I’m posting the notes I took during Michele Van Hoeck’s session on “The Social Side of Research”, which is a focus on a specific aspect of the findings from a Project Information Literacy study which explored the information needs and gaps in information literacy which recent graduates encountered when they joined the workforce.  Michele presented on a related topic at the CCLI conference in 2013, but I was pleased that she expanded on one of the findings that I found to be most interesting — namely, that information needs in the workplace encompass a social and iterative quality that isn’t really found in college assignments.  Read on for more details:

  • Project Information Literacy – “Learning Curve: How college graduates solve information problems once they join the workplace.”

  • Qualitative study – 2 parts – phone interviews / focus groups w recent grads

    • employer interviews – 23 employers – people who had some contact with new hires

    • focus groups – harvard, santa rosa college, UT Austin

  • Why should we be interested in workplace information literacy?

    • 99% of students will work doing something else other than academic work

    • students spend 95% of their life doing something besides being college students

  • did not use term “information literacy” – asked about ‘doing research’ or ‘solving information problems’ at work

  • coded responses according to 14 ACRL info lit standards, also 16 Habits of Mind (Art Costa, CSU prof)

  • Interview questions focused on: What do you expect walking in the door? what are their strengths? (“wows”) what are they having trouble with?

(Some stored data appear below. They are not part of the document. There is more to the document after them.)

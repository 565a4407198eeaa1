//! Shared domain model and configuration for the mention aggregation workspace.
//!
//! Holds the canonical [`Mention`] shape every source adapter produces, the
//! credential expiry gate, the environment-driven [`AppConfig`], and the YAML
//! account file that stands in for the external credential store.

pub mod accounts;
pub mod app_config;
pub mod config;
pub mod credential;
pub mod error;
pub mod model;

pub use accounts::{load_accounts, parse_accounts, AccountFile};
pub use app_config::{AppConfig, Environment};
pub use config::{load_app_config, load_app_config_from_env};
pub use credential::{is_usable, is_usable_now};
pub use error::{ConfigError, ParseModelError};
pub use model::{
    Author, Coordinates, Engagement, Location, MediaItem, MediaKind, Mention, Platform,
    ProfileSummary, Sentiment, SourceCredential,
};
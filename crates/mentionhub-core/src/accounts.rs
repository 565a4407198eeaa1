//! YAML account file: which platforms are connected and their access tokens.
//!
//! Stands in for the external credential store and account connection state
//! when running from the command line.

use std::collections::{BTreeSet, HashSet};
use std::path::Path;

use serde::Deserialize;

use crate::model::{Platform, SourceCredential};
use crate::ConfigError;

#[derive(Debug, Clone, Default, Deserialize)]
pub struct AccountFile {
    /// Platforms connected for the current account.
    #[serde(default)]
    pub enabled: Vec<Platform>,
    #[serde(default)]
    pub credentials: Vec<SourceCredential>,
}

impl AccountFile {
    /// Enabled platforms as a set; duplicates in the file collapse.
    #[must_use]
    pub fn enabled_set(&self) -> BTreeSet<Platform> {
        self.enabled.iter().copied().collect()
    }

    #[must_use]
    pub fn credential_for(&self, platform: Platform) -> Option<&SourceCredential> {
        self.credentials.iter().find(|c| c.platform == platform)
    }
}

/// Load and validate the account file at `path`.
///
/// # Errors
///
/// Returns `ConfigError` if the file cannot be read, parsed, or fails validation.
pub fn load_accounts(path: &Path) -> Result<AccountFile, ConfigError> {
    let content = std::fs::read_to_string(path).map_err(|e| ConfigError::AccountsFileIo {
        path: path.display().to_string(),
        source: e,
    })?;

    parse_accounts(&content)
}

/// Parse and validate account file contents.
///
/// # Errors
///
/// Returns `ConfigError::AccountsFileParse` on malformed YAML or unknown
/// platform names, and `ConfigError::Validation` on duplicate or blank credentials.
pub fn parse_accounts(content: &str) -> Result<AccountFile, ConfigError> {
    let accounts: AccountFile = serde_yaml::from_str(content)?;
    validate_accounts(&accounts)?;
    Ok(accounts)
}

fn validate_accounts(accounts: &AccountFile) -> Result<(), ConfigError> {
    let mut seen = HashSet::new();

    for credential in &accounts.credentials {
        if credential.access_token.trim().is_empty() {
            return Err(ConfigError::Validation(format!(
                "credential for '{}' has an empty access_token",
                credential.platform
            )));
        }

        if !seen.insert(credential.platform) {
            return Err(ConfigError::Validation(format!(
                "duplicate credential for platform '{}'",
                credential.platform
            )));
        }
    }

    Ok(())
}

#[cfg(test)]
#[path = "accounts_test.rs"]
mod tests;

  • #1 strength – ease with technology. new grads knew how to do stuff that they didn’t know how to do, slicing and dicing information

  • difficulties – more of a focus for the report and this presentation

    • 1. Engage team during research process – team stuff is always at the top

      • 2 sides to this – 1 is the iterative style – checking in with the team along the pathway, being able to get feedback and redirect. incorporate team along the process

      • second side – people as sources – “they won’t walk over and ask someone a question” – lack of awareness that ppl are a source of information

    • 2. Variety of formats – the Internet is not the only source out there

    • 3. Finding patterns – difficulty distinguishing the noise from solid material

    • 4. Be Thorough – aka persistence (habit of mind) – desire to go deeper and sticking with it without getting frustrated

  • What did the grads say?

    • what’s challenging, what did you learn in college that is most applicable

    • my job is literally about finding information that does not exist – low level simmer of freakout

    • 1. increased sense of urgency

    • 2. little structure or direction – no full blown assignment prompt

    • 3. highly contextualized and fundamentally social

  • what transferred well?

    • 1. ability to systematically ID reliable information

    • 2. analyze published sources

    • 3. synthesize large volumes of content

  • getting used to talking to strangers / answers are not all in your computer

  • grads perceive fast pace / employers perceive a lack of persistence / thoroughness

  • workplace research is social, synthesizes a variety of sources, requires persistence, requires openness to continuous learning

    • → the last three connect to creating a research paper in college, the first one not so much (but what about team assignments?)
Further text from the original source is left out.